It’s accurate to say that security has been bolted onto modern business networks.

It also has become very clear that we won’t achieve the full potential of digital transformation without security somehow getting intricately woven into every layer of corporate IT systems.

We’re still a long way from achieving that, but a promising roadmap has emerged. It’s a new model for architecting enterprise IT systems, dubbed Secure Access Service Edge (SASE), a term coined by top security analysts at tech advisory firm Gartner.

I had the chance to visit with Kelly Ahuja, CEO of Versa Networks, a supplier of SASE systems. For a full drill down on our discussion on why SASE could be game changer, please give a listen to the accompanying podcast. Here are the key takeaways:

Connectivity vs. security

Corporate networks exist to connect users to applications. Traditionally this was done by setting up a datacenter at company headquarters, and having employees enter the building and access applications using company-managed equipment. Thus, local area networks, or LANs, were born.

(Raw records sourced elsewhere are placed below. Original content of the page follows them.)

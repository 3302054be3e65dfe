//! Static source registry: feed URLs and canned fallback articles per category.
//!
//! The registry is built once at startup and never mutated. It comes either
//! from the built-in lists ([`SourceRegistry::builtin`]) or from a YAML file
//! that overrides some categories ([`SourceRegistry::from_yaml_file`]).
//!
//! # YAML format
//!
//! ```yaml
//! agro_ua:
//!   feeds:
//!     - https://agroportal.ua/rss/news/
//!   fallback:
//!     - title: "Рекордний врожай пшениці"
//!       link: "#"
//!       image_url: https://images.example/wheat.jpg
//!       summary: "Погодні умови сприяють рекордному збору."
//! ```
//!
//! Categories missing from the file keep their built-in entry.

use crate::models::{Article, Category};
use chrono::{DateTime, Utc};
use serde::Deserialize;
use std::collections::BTreeMap;
use std::path::Path;
use thiserror::Error;
use tracing::{info, instrument};
use url::Url;

/// Errors raised while loading a registry file.
#[derive(Debug, Error)]
pub enum RegistryError {
    #[error("Failed to read registry file: {0}")]
    Io(#[from] std::io::Error),
    #[error("Invalid registry YAML: {0}")]
    Yaml(#[from] serde_yaml::Error),
    #[error("Category {0} has no feed URLs")]
    NoFeeds(Category),
    #[error("Category {0} has no fallback articles")]
    NoFallback(Category),
    #[error("Category {category} has an invalid feed URL {url:?}")]
    InvalidFeedUrl { category: Category, url: String },
}

/// Sources and canned content for one category.
#[derive(Debug, Clone, PartialEq, Eq)]
pub struct RegistryEntry {
    /// Candidate feed URLs. Never empty.
    pub feeds: Vec<String>,
    /// Canned articles used when nothing was ever fetched. Never empty.
    pub fallback: Vec<Article>,
}

/// A canned article as written in config, before it is stamped with a time.
#[derive(Debug, Clone, Deserialize)]
struct FallbackEntry {
    title: String,
    #[serde(default = "placeholder_link")]
    link: String,
    #[serde(default)]
    image_url: Option<String>,
    #[serde(default)]
    summary: String,
}

fn placeholder_link() -> String {
    "#".to_string()
}

impl FallbackEntry {
    fn stamp(self, now: DateTime<Utc>) -> Article {
        Article {
            title: self.title,
            link: self.link,
            published_at: now,
            image_url: self.image_url.filter(|s| !s.is_empty()),
            summary: self.summary,
        }
    }
}

#[derive(Debug, Deserialize)]
struct EntryFile {
    #[serde(default)]
    feeds: Vec<String>,
    #[serde(default)]
    fallback: Vec<FallbackEntry>,
}

/// Category → sources mapping shared by the fetcher and the pipeline.
#[derive(Debug, Clone)]
pub struct SourceRegistry {
    entries: BTreeMap<Category, RegistryEntry>,
}

impl SourceRegistry {
    /// The dashboard's own feed lists and canned articles.
    ///
    /// Canned articles are stamped with `now`, once, the same way the
    /// dashboard stamps them when it loads.
    pub fn builtin(now: DateTime<Utc>) -> Self {
        let entries = Category::ALL
            .into_iter()
            .map(|category| {
                let (feeds, fallback) = builtin_sources(category);
                let entry = RegistryEntry {
                    feeds: feeds.iter().map(|s| s.to_string()).collect(),
                    fallback: fallback
                        .iter()
                        .map(|&(title, image, summary)| Article {
                            title: title.to_string(),
                            link: placeholder_link(),
                            published_at: now,
                            image_url: image.map(str::to_string),
                            summary: summary.to_string(),
                        })
                        .collect(),
                };
                (category, entry)
            })
            .collect();
        Self { entries }
    }

    /// Load the built-in registry and override it with the categories found
    /// in a YAML file.
    #[instrument(level = "info", skip_all, fields(path = %path.as_ref().display()))]
    pub fn from_yaml_file(path: impl AsRef<Path>, now: DateTime<Utc>) -> Result<Self, RegistryError> {
        let raw = std::fs::read_to_string(path.as_ref())?;
        let registry = Self::from_yaml_str(&raw, now)?;
        info!(categories = registry.entries.len(), "Loaded source registry");
        Ok(registry)
    }

    /// Same as [`SourceRegistry::from_yaml_file`], from an in-memory document.
    pub fn from_yaml_str(raw: &str, now: DateTime<Utc>) -> Result<Self, RegistryError> {
        let overrides: BTreeMap<Category, EntryFile> = serde_yaml::from_str(raw)?;
        let mut registry = Self::builtin(now);

        for (category, file) in overrides {
            if file.feeds.is_empty() {
                return Err(RegistryError::NoFeeds(category));
            }
            if file.fallback.is_empty() {
                return Err(RegistryError::NoFallback(category));
            }
            for feed in &file.feeds {
                let valid = Url::parse(feed)
                    .map(|u| matches!(u.scheme(), "http" | "https"))
                    .unwrap_or(false);
                if !valid {
                    return Err(RegistryError::InvalidFeedUrl {
                        category,
                        url: feed.clone(),
                    });
                }
            }
            let entry = RegistryEntry {
                feeds: file.feeds,
                fallback: file.fallback.into_iter().map(|f| f.stamp(now)).collect(),
            };
            registry.entries.insert(category, entry);
        }

        Ok(registry)
    }

    pub fn feeds(&self, category: Category) -> &[String] {
        self.entries
            .get(&category)
            .map(|e| e.feeds.as_slice())
            .unwrap_or_default()
    }

    pub fn fallback(&self, category: Category) -> &[Article] {
        self.entries
            .get(&category)
            .map(|e| e.fallback.as_slice())
            .unwrap_or_default()
    }

    /// Configured categories, in scheduling order.
    pub fn categories(&self) -> Vec<Category> {
        self.entries.keys().copied().collect()
    }
}

type CannedArticle = (&'static str, Option<&'static str>, &'static str);

fn builtin_sources(category: Category) -> (&'static [&'static str], &'static [CannedArticle]) {
    match category {
        Category::AgroUa => (
            &[
                "https://agroportal.ua/rss/news/",
                "https://kurkul.com/rss",
                "https://latifundist.com/rss",
                "https://agrotimes.ua/rss/",
            ],
            &[
                (
                    "Рекордний врожай пшениці очікується на півдні України",
                    Some("https://images.unsplash.com/photo-1574323347407-f5e1ad6d020b?auto=format&fit=crop&w=600&q=80"),
                    "Погодні умови сприяють рекордному збору зернових. Аграрії застосовують нові методи зрошення.",
                ),
                (
                    "Державна підтримка фермерів: нові гранти 2026",
                    None,
                    "Уряд оголосив про запуск програми пільгового кредитування для малих господарств.",
                ),
            ],
        ),
        Category::WorldAgro => (
            &[
                "https://www.world-grain.com/rss/articles",
                "https://www.agprofessional.com/rss",
                "https://www.agriculture.com/rss/news",
            ],
            &[(
                "Ціни на кукурудзу на Чиказькій біржі стабілізувалися",
                Some("https://images.unsplash.com/photo-1550989460-0adf9ea622e2?auto=format&fit=crop&w=600&q=80"),
                "Глобальний ринок реагує на звіти про запаси в США та Латинській Америці.",
            )],
        ),
        Category::TechAgro => (
            &[
                "https://traktorist.ua/rss",
                "https://itc.ua/tag/agro/feed/",
                "https://latifundist.com/tag/tehnika/rss",
            ],
            &[(
                "John Deere представив повністю автономний трактор",
                Some("https://images.unsplash.com/photo-1594132174009-5c023de3a073?auto=format&fit=crop&w=600&q=80"),
                "Нова модель працює без водія, використовуючи ШІ та 360-градусні камери для безпеки.",
            )],
        ),
        Category::InnovAgro => (
            &[
                "https://agroportal.ua/rss/technologies/",
                "https://kurkul.com/category/technics/rss",
                "https://agropravda.com/rss",
            ],
            &[(
                "Вертикальні ферми майбутнього: прорив у врожайності",
                Some("https://images.unsplash.com/photo-1558449028-b53a39d100fc?auto=format&fit=crop&w=600&q=80"),
                "Сінгапурські вчені розробили нову систему LED-освітлення, що прискорює ріст овочів.",
            )],
        ),
    }
}
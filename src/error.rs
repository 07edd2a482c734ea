use failure::Fail;

/// Rejection of a source or load parameter by the curve engine.
#[derive(Clone, Copy, Debug, PartialEq, Fail)]
pub enum CurveError {
    #[fail(display = "invalid parameter {}: {}", name, value)]
    InvalidParameter { name: &'static str, value: f64 },
}

impl CurveError {
    pub fn invalid(name: &'static str, value: f64) -> Self {
        CurveError::InvalidParameter { name, value }
    }
}

pub type CurveResult<T> = std::result::Result<T, CurveError>;

/// Passes `value` through when it is finite and strictly positive.
pub fn positive(name: &'static str, value: f64) -> CurveResult<f64> {
    if value.is_finite() && value > 0.0 {
        Ok(value)
    } else {
        Err(CurveError::invalid(name, value))
    }
}

/// Like [`positive`], but also rejects subnormal values.
///
/// Derived quantities that underflow lose the precision the voltage
/// identity `U_A + U_i = U0` relies on.
pub fn normal(name: &'static str, value: f64) -> CurveResult<f64> {
    if value.is_normal() && value > 0.0 {
        Ok(value)
    } else {
        Err(CurveError::invalid(name, value))
    }
}

#[cfg(test)]
mod tests {
    use crate::error::{normal, positive, CurveError};

    #[test]
    fn positive_values_pass_through() {
        assert_eq!(positive("r", 2.5), Ok(2.5));
    }

    #[test]
    fn zero_negative_and_nan_are_rejected() {
        assert_eq!(positive("r", 0.0), Err(CurveError::invalid("r", 0.0)));
        assert_eq!(positive("r", -1.0), Err(CurveError::invalid("r", -1.0)));
        assert!(positive("r", std::f64::NAN).is_err());
        assert!(positive("r", std::f64::INFINITY).is_err());
    }

    #[test]
    fn subnormal_values_are_not_normal() {
        assert_eq!(normal("i", 1.0e-3), Ok(1.0e-3));
        assert!(positive("i", 1.0e-310).is_ok());
        assert_eq!(normal("i", 1.0e-310), Err(CurveError::invalid("i", 1.0e-310)));
        assert!(normal("i", 0.0).is_err());
        assert!(normal("i", std::f64::INFINITY).is_err());
    }

    #[test]
    fn message_names_the_parameter() {
        assert_eq!(
            CurveError::invalid("internal_resistance", 0.0).to_string(),
            "invalid parameter internal_resistance: 0"
        );
    }
}
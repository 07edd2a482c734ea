use std::fmt::Display;

use crate::error::{positive, CurveError, CurveResult};
use crate::model::Characteristic;
use crate::util::Engineering;

pub const DEFAULT_LOAD_RESISTANCE: f64 = 2.5;

/// `U(I) = I * RL`
#[derive(Clone, Copy, Debug)]
pub struct LoadCharacteristic {
    load_resistance: f64,
}

impl LoadCharacteristic {
    pub fn new(load_resistance: f64) -> CurveResult<Self> {
        Ok(LoadCharacteristic {
            load_resistance: positive("load_resistance", load_resistance)?,
        })
    }
}

impl Characteristic for LoadCharacteristic {
    fn voltage_at(&self, current: f64) -> f64 {
        current * self.load_resistance
    }
}

impl Display for LoadCharacteristic {
    fn fmt(&self, f: &mut std::fmt::Formatter<'_>) -> std::fmt::Result {
        writeln!(f, "R_L\t{}Ω", Engineering(self.load_resistance))
    }
}

/// Closed interval the load resistance input is forced into.
#[derive(Clone, Copy, Debug, PartialEq)]
pub struct LoadResistanceRange {
    pub min: f64,
    pub max: f64,
}

impl LoadResistanceRange {
    pub fn new(min: f64, max: f64) -> CurveResult<Self> {
        let min = positive("min_load_resistance", min)?;
        let max = positive("max_load_resistance", max)?;
        if max < min {
            return Err(CurveError::invalid("max_load_resistance", max));
        }
        Ok(LoadResistanceRange { min, max })
    }

    pub fn contains(&self, value: f64) -> bool {
        self.min <= value && value <= self.max
    }

    /// Out-of-range values are rejected rather than clamped.
    pub fn check(&self, value: f64) -> CurveResult<f64> {
        if value.is_finite() && self.contains(value) {
            Ok(value)
        } else {
            Err(CurveError::invalid("load_resistance", value))
        }
    }
}

impl Default for LoadResistanceRange {
    fn default() -> Self {
        LoadResistanceRange {
            min: 0.001,
            max: 10.0,
        }
    }
}
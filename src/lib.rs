#[macro_use]
extern crate log;
#[macro_use]
extern crate measure_time;
#[macro_use]
extern crate serde_derive;
#[cfg(test)]
#[macro_use]
extern crate approx;

pub mod aoi;
pub mod error;
pub mod evaluation;
pub mod input;
pub mod model;
pub mod options;
pub mod render;
pub mod session;
pub mod util;

pub use crate::aoi::AreaOfInterest;
pub use crate::error::{CurveError, CurveResult};
pub use crate::evaluation::{evaluate, power_label, Evaluation};
pub use crate::input::{resolve_load_resistance, LoadSelection};
pub use crate::model::{
    compute_curves, compute_operating_point, compute_short_circuit_current, Curves,
    OperatingPoint, SourceParameters,
};

pub type Result<T> = std::result::Result<T, failure::Error>;
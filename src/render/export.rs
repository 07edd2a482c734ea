use std::ffi::OsStr;
use std::fs::File;
use std::io::Write;
use std::path::{Path, PathBuf};

use libflate::gzip;

use crate::evaluation::Evaluation;
use crate::render::Renderer;
use crate::Result;

/// Export target, gzip-compressed when the file name ends in `.gz`.
enum Sink {
    Plain(File),
    Gz(gzip::Encoder<File>),
}

impl Sink {
    fn create(path: &Path) -> Result<Self> {
        let file = File::create(path)?;
        Ok(if path.extension().and_then(OsStr::to_str) == Some("gz") {
            Sink::Gz(gzip::Encoder::new(file)?)
        } else {
            Sink::Plain(file)
        })
    }

    fn finish(self) -> Result<()> {
        match self {
            Sink::Plain(mut file) => file.flush()?,
            Sink::Gz(encoder) => {
                encoder.finish().into_result()?;
            }
        }
        Ok(())
    }
}

impl Write for Sink {
    fn write(&mut self, buf: &[u8]) -> std::io::Result<usize> {
        match self {
            Sink::Plain(file) => file.write(buf),
            Sink::Gz(encoder) => encoder.write(buf),
        }
    }

    fn flush(&mut self) -> std::io::Result<()> {
        match self {
            Sink::Plain(file) => file.flush(),
            Sink::Gz(encoder) => encoder.flush(),
        }
    }
}

/// One exported row; field names double as the header.
#[derive(Serialize)]
struct CurveRecord {
    i: f64,
    u_source: f64,
    u_load: f64,
}

/// Writes the sampled characteristics as tab-separated `i`, `u_source`,
/// `u_load` columns.
pub struct CsvRenderer {
    path: PathBuf,
}

impl CsvRenderer {
    pub fn new<P: Into<PathBuf>>(path: P) -> Self {
        CsvRenderer { path: path.into() }
    }
}

impl Renderer for CsvRenderer {
    fn render(&mut self, evaluation: &Evaluation) -> Result<()> {
        debug_time!("csv export");
        let mut out = csv::WriterBuilder::new()
            .delimiter(b'\t')
            .from_writer(Sink::create(&self.path)?);

        for (i, u_source, u_load) in evaluation.curves.iter() {
            out.serialize(CurveRecord { i, u_source, u_load })?;
        }
        out.into_inner()
            .map_err(|_| failure::err_msg("Error writing the file"))?
            .finish()?;

        info!(
            "Wrote {} samples to {}",
            evaluation.curves.currents.len(),
            self.path.display()
        );
        Ok(())
    }
}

Then along came wide area networks, or WANs, as a means to securely connect several LANs set up in geographically dispersed branch offices. Over time WANs proved to be expensive and inflexible, so they began to be replaced with software-defined wide area networks, or SD-WANs, which offered heightened data-transfer efficiencies.

However, the first-generation of SD-WAN solutions were notable for one key thing: they were solely focused on improving connectivity and did little to account for security. Early SD-WAN solutions “were built only to replace an MPLS-VPN with an Internet-based VPN,” Ahuja says.

Meanwhile, as networking connectivity evolved, the bolting-on of more and more layers of security progressed — on a completely separate path. The firewall emerged as the cornerstone around which companies were encouraged to pursue a so-called defense-in-depth strategy.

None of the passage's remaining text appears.